===== INPUT MATERIAL =====

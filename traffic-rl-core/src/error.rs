//! Error types for the traffic RL workspace

use thiserror::Error;

/// Error taxonomy for training and environment operations.
///
/// `Config` errors are fatal and surface before training starts.
/// `Collaborator` errors come from external processes (simulator,
/// checkpoint files, images); the training loop aborts on them rather
/// than guessing state. `Precondition` and `DimensionMismatch` indicate
/// programmer errors and fail loudly.
#[derive(Error, Debug)]
pub enum TrafficRlError {
    /// Invalid configuration (unknown stack name, mismatched checkpoint shape)
    #[error("configuration error: {0}")]
    Config(String),

    /// I/O failure in an external collaborator (simulator, checkpoint, image)
    #[error("collaborator error: {0}")]
    Collaborator(String),

    /// A caller violated an internal precondition
    #[error("precondition violated: {0}")]
    Precondition(String),

    /// Tensor or batch shapes disagree
    #[error("dimension mismatch: expected {expected}, got {actual}")]
    DimensionMismatch {
        /// Expected size
        expected: usize,
        /// Actual size
        actual: usize,
    },

    /// Environment-level failure
    #[error("environment error: {0}")]
    Environment(String),

    /// Serialization error
    #[error("serialization error: {0}")]
    Serialization(#[from] serde_json::Error),

    /// IO error
    #[error("IO error: {0}")]
    Io(#[from] std::io::Error),

    /// Other errors
    #[error(transparent)]
    Other(#[from] anyhow::Error),
}

/// Result type alias for traffic RL operations
pub type Result<T> = std::result::Result<T, TrafficRlError>;
mod accumulator;
mod confidence_aggregation_function;
mod convergence_trace;
mod estimate;
mod estimator;
mod fixed_precision;

pub use accumulator::MeanAccumulator;
pub use confidence_aggregation_function::ConfidenceAggregationFunction;
pub use convergence_trace::{ConvergenceTrace, ReportSchedule, TraceFormat};
pub use estimate::Estimate;
pub use estimator::{ConfidenceEstimator, Estimator};
pub use fixed_precision::{FixedPrecision, FixedPrecisionExt};
mod samples;

pub use samples::*;
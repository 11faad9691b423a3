use crate::aggregation::ConfidenceAggregationFunction;
use crate::confidence::{ConfidenceError, deterministic};
use schemars::JsonSchema;
use serde::{Deserialize, Serialize};
use strum_macros::{Display, EnumDiscriminants, EnumIter, EnumMessage, EnumString, IntoStaticStr};

fn default_confidence() -> f64 {
    deterministic::DEFAULT_CONFIDENCE
}
fn default_lower() -> f64 {
    0.0
}
fn default_upper() -> f64 {
    1.0
}
fn default_planned_samples() -> u64 {
    1_000
}

#[derive(Debug, Clone, Serialize, Deserialize, JsonSchema, PartialEq)]
pub struct LargeSampleParams {
    #[serde(default = "default_confidence")]
    #[schemars(
        title = "Confidence",
        description = "Probability that the interval covers the true mean (0–1, exclusive).",
        range(min = 0.0, max = 1.0)
    )]
    pub confidence: f64,

    #[serde(default)]
    #[schemars(
        title = "Lower bound",
        description = "Known smallest value. Omit to use the observed range."
    )]
    pub lower: Option<f64>,

    #[serde(default)]
    #[schemars(
        title = "Upper bound",
        description = "Known largest value. Omit to use the observed range."
    )]
    pub upper: Option<f64>,
}
impl Default for LargeSampleParams {
    fn default() -> Self {
        Self {
            confidence: default_confidence(),
            lower: None,
            upper: None,
        }
    }
}

#[derive(Debug, Clone, Serialize, Deserialize, JsonSchema, PartialEq)]
pub struct ConservativeParams {
    #[serde(default = "default_confidence")]
    #[schemars(
        title = "Confidence",
        description = "Probability that the interval covers the true mean (0–1, exclusive).",
        range(min = 0.0, max = 1.0)
    )]
    pub confidence: f64,

    #[serde(default = "default_lower")]
    #[schemars(title = "Lower bound", description = "Smallest possible value.")]
    pub lower: f64,

    #[serde(default = "default_upper")]
    #[schemars(title = "Upper bound", description = "Largest possible value.")]
    pub upper: f64,
}
impl Default for ConservativeParams {
    fn default() -> Self {
        Self {
            confidence: default_confidence(),
            lower: default_lower(),
            upper: default_upper(),
        }
    }
}

#[derive(Debug, Clone, Serialize, Deserialize, JsonSchema, PartialEq)]
pub struct DeterministicParams {
    #[serde(default = "default_confidence")]
    #[schemars(
        title = "Confidence",
        description = "Probability that the interval covers the true mean (0–1, exclusive).",
        range(min = 0.0, max = 1.0)
    )]
    pub confidence: f64,

    #[serde(default = "default_lower")]
    #[schemars(title = "Lower bound", description = "Smallest possible value.")]
    pub lower: f64,

    #[serde(default = "default_upper")]
    #[schemars(title = "Upper bound", description = "Largest possible value.")]
    pub upper: f64,

    #[serde(default = "default_planned_samples")]
    #[schemars(
        title = "Planned samples",
        description = "Number of samples committed to up front.",
        range(min = 1)
    )]
    pub planned_samples: u64,
}
impl Default for DeterministicParams {
    fn default() -> Self {
        Self {
            confidence: default_confidence(),
            lower: default_lower(),
            upper: default_upper(),
            planned_samples: default_planned_samples(),
        }
    }
}

#[derive(Debug, Clone, Serialize, Deserialize, JsonSchema, EnumDiscriminants, PartialEq)]
#[serde(tag = "type", content = "params", rename_all = "kebab-case")]
#[strum_discriminants(name(BoundKind))]
#[strum_discriminants(derive(EnumIter, EnumString, Display, IntoStaticStr, EnumMessage))]
#[strum_discriminants(strum(serialize_all = "kebab-case"))]
pub enum BoundChoice {
    #[strum_discriminants(strum(
        message = "Large sample",
        detailed_message = "CLT-based bound; needs many samples drawn effectively with replacement."
    ))]
    LargeSample(LargeSampleParams),
    #[strum_discriminants(strum(
        message = "Conservative",
        detailed_message = "Hoeffding bound; valid for any sample size over a known domain."
    ))]
    Conservative(ConservativeParams),
    #[strum_discriminants(strum(
        message = "Deterministic",
        detailed_message = "Fixed bound for a sample count committed to in advance."
    ))]
    Deterministic(DeterministicParams),
}
impl Default for BoundChoice {
    fn default() -> Self {
        Self::Conservative(ConservativeParams::default())
    }
}

impl BoundChoice {
    /// Choice of the given kind with default parameters.
    pub fn default_for(kind: BoundKind) -> Self {
        match kind {
            BoundKind::LargeSample => Self::LargeSample(LargeSampleParams::default()),
            BoundKind::Conservative => Self::Conservative(ConservativeParams::default()),
            BoundKind::Deterministic => Self::Deterministic(DeterministicParams::default()),
        }
    }

    pub fn kind(&self) -> BoundKind {
        self.into()
    }

    /// Validates the parameters and builds the matching estimator.
    pub fn build(&self) -> Result<ConfidenceAggregationFunction, ConfidenceError> {
        type F = ConfidenceAggregationFunction;
        match self {
            Self::LargeSample(p) => match (p.lower, p.upper) {
                (Some(lo), Some(hi)) => {
                    F::large_sample_confidence_average_with_bounds(p.confidence, lo, hi)
                }
                (None, None) => F::large_sample_confidence_average(p.confidence),
                (lo, hi) => Err(ConfidenceError::InvalidBounds {
                    lower: lo.unwrap_or(f64::NAN),
                    upper: hi.unwrap_or(f64::NAN),
                }),
            },
            Self::Conservative(p) => {
                F::conservative_confidence_average(p.confidence, p.lower, p.upper)
            }
            Self::Deterministic(p) => F::deterministic_confidence_average_at(
                p.confidence,
                p.lower,
                p.upper,
                p.planned_samples,
            ),
        }
    }
}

=====

• _EXERCISE DESCRIPTION_:
From the first line to the last, transcribe the records exactly.

• _RESPONSE FOR THIS EXERCISE_:
filename traffic-rl-core/src/error.rs
//! Error types for the traffic RL workspace

use thiserror::Error;

/// Error taxonomy for training and environment operations.
///
/// `Config` errors are fatal and surface before training starts.
/// `Collaborator` errors come from external processes (simulator,
/// checkpoint files, images); the training loop aborts on them rather
/// than guessing state. `Precondition` and `DimensionMismatch` indicate
/// programmer errors and fail loudly.
#[derive(Error, Debug)]
pub enum TrafficRlError {
    /// Invalid configuration (unknown stack name, mismatched checkpoint shape)
    #[error("configuration error: {0}")]
    Config(String),

    /// I/O failure in an external collaborator (simulator, checkpoint, image)
    #[error("collaborator error: {0}")]
    Collaborator(String),

    /// A caller violated an internal precondition
    #[error("precondition violated: {0}")]
    Precondition(String),

    /// Tensor or batch shapes disagree
    #[error("dimension mismatch: expected {expected}, got {actual}")]
    DimensionMismatch {
        /// Expected size
        expected: usize,
        /// Actual size
        actual: usize,
    },

    /// Environment-level failure
    #[error("environment error: {0}")]
    Environment(String),

    /// Serialization error
    #[error("serialization error: {0}")]
    Serialization(#[from] serde_json::Error),

    /// IO error
    #[error("IO error: {0}")]
    Io(#[from] std::io::Error),

    /// Other errors
    #[error(transparent)]
    Other(#[from] anyhow::Error),
}

/// Result type alias for traffic RL operations
pub type Result<T> = std::result::Result<T, TrafficRlError>;
mod accumulator;
mod confidence_aggregation_function;
mod convergence_trace;
mod estimate;
mod estimator;
mod fixed_precision;

pub use accumulator::MeanAccumulator;
pub use confidence_aggregation_function::ConfidenceAggregationFunction;
pub use convergence_trace::{ConvergenceTrace, ReportSchedule, TraceFormat};
pub use estimate::Estimate;
pub use estimator::{ConfidenceEstimator, Estimator};
pub use fixed_precision::{FixedPrecision, FixedPrecisionExt};
mod samples;

pub use samples::*;
repository 11faad9691b423a3
use crate::aggregation::ConfidenceAggregationFunction;
use crate::confidence::{ConfidenceError, deterministic};
use schemars::JsonSchema;
use serde::{Deserialize, Serialize};
use strum_macros::{Display, EnumDiscriminants, EnumIter, EnumMessage, EnumString, IntoStaticStr};

fn default_confidence() -> f64 {
    deterministic::DEFAULT_CONFIDENCE
}
fn default_lower() -> f64 {
    0.0
}
fn default_upper() -> f64 {
    1.0
}
fn default_planned_samples() -> u64 {
    1_000
}

#[derive(Debug, Clone, Serialize, Deserialize, JsonSchema, PartialEq)]
pub struct LargeSampleParams {
    #[serde(default = "default_confidence")]
    #[schemars(
        title = "Confidence",
        description = "Probability that the interval covers the true mean (0–1, exclusive).",
        range(min = 0.0, max = 1.0)
    )]
    pub confidence: f64,

    #[serde(default)]
    #[schemars(
        title = "Lower bound",
        description = "Known smallest value. Omit to use the observed range."
    )]
    pub lower: Option<f64>,

    #[serde(default)]
    #[schemars(
        title = "Upper bound",
        description = "Known largest value. Omit to use the observed range."
    )]
    pub upper: Option<f64>,
}
impl Default for LargeSampleParams {
    fn default() -> Self {
        Self {
            confidence: default_confidence(),
            lower: None,
            upper: None,
        }
    }
}

#[derive(Debug, Clone, Serialize, Deserialize, JsonSchema, PartialEq)]
pub struct ConservativeParams {
    #[serde(default = "default_confidence")]
    #[schemars(
        title = "Confidence",
        description = "Probability that the interval covers the true mean (0–1, exclusive).",
        range(min = 0.0, max = 1.0)
    )]
    pub confidence: f64,

    #[serde(default = "default_lower")]
    #[schemars(title = "Lower bound", description = "Smallest possible value.")]
    pub lower: f64,

    #[serde(default = "default_upper")]
    #[schemars(title = "Upper bound", description = "Largest possible value.")]
    pub upper: f64,
}
impl Default for ConservativeParams {
    fn default() -> Self {
        Self {
            confidence: default_confidence(),
            lower: default_lower(),
            upper: default_upper(),
        }
    }
}

#[derive(Debug, Clone, Serialize, Deserialize, JsonSchema, PartialEq)]
pub struct DeterministicParams {
    #[serde(default = "default_confidence")]
    #[schemars(
        title = "Confidence",
        description = "Probability that the interval covers the true mean (0–1, exclusive).",
        range(min = 0.0, max = 1.0)
    )]
    pub confidence: f64,

    #[serde(default = "default_lower")]
    #[schemars(title = "Lower bound", description = "Smallest possible value.")]
    pub lower: f64,

    #[serde(default = "default_upper")]
    #[schemars(title = "Upper bound", description = "Largest possible value.")]
    pub upper: f64,

    #[serde(default = "default_planned_samples")]
    #[schemars(
        title = "Planned samples",
        description = "Number of samples committed to up front.",
        range(min = 1)
    )]
    pub planned_samples: u64,
}
impl Default for DeterministicParams {
    fn default() -> Self {
        Self {
            confidence: default_confidence(),
            lower: default_lower(),
            upper: default_upper(),
            planned_samples: default_planned_samples(),
        }
    }
}

#[derive(Debug, Clone, Serialize, Deserialize, JsonSchema, EnumDiscriminants, PartialEq)]
#[serde(tag = "type", content = "params", rename_all = "kebab-case")]
#[strum_discriminants(name(BoundKind))]
#[strum_discriminants(derive(EnumIter, EnumString, Display, IntoStaticStr, EnumMessage))]
#[strum_discriminants(strum(serialize_all = "kebab-case"))]
pub enum BoundChoice {
    #[strum_discriminants(strum(
        message = "Large sample",
        detailed_message = "CLT-based bound; needs many samples drawn effectively with replacement."
    ))]
    LargeSample(LargeSampleParams),
    #[strum_discriminants(strum(
        message = "Conservative",
        detailed_message = "Hoeffding bound; valid for any sample size over a known domain."
    ))]
    Conservative(ConservativeParams),
    #[strum_discriminants(strum(
        message = "Deterministic",
        detailed_message = "Fixed bound for a sample count committed to in advance."
    ))]
    Deterministic(DeterministicParams),
}
impl Default for BoundChoice {
    fn default() -> Self {
        Self::Conservative(ConservativeParams::default())
    }
}

impl BoundChoice {
    /// Choice of the given kind with default parameters.
    pub fn default_for(kind: BoundKind) -> Self {
        match kind {
            BoundKind::LargeSample => Self::LargeSample(LargeSampleParams::default()),
            BoundKind::Conservative => Self::Conservative(ConservativeParams::default()),
            BoundKind::Deterministic => Self::Deterministic(DeterministicParams::default()),
        }
    }

    pub fn kind(&self) -> BoundKind {
        self.into()
    }

    /// Validates the parameters and builds the matching estimator.
    pub fn build(&self) -> Result<ConfidenceAggregationFunction, ConfidenceError> {
        type F = ConfidenceAggregationFunction;
        match self {
            Self::LargeSample(p) => match (p.lower, p.upper) {
                (Some(lo), Some(hi)) => {
                    F::large_sample_confidence_average_with_bounds(p.confidence, lo, hi)
                }
                (None, None) => F::large_sample_confidence_average(p.confidence),
                (lo, hi) => Err(ConfidenceError::InvalidBounds {
                    lower: lo.unwrap_or(f64::NAN),
                    upper: hi.unwrap_or(f64::NAN),
                }),
            },
            Self::Conservative(p) => {
                F::conservative_confidence_average(p.confidence, p.lower, p.upper)
            }
            Self::Deterministic(p) => F::deterministic_confidence_average_at(
                p.confidence,
                p.lower,
                p.upper,
                p.planned_samples,
            ),
        }
    }
}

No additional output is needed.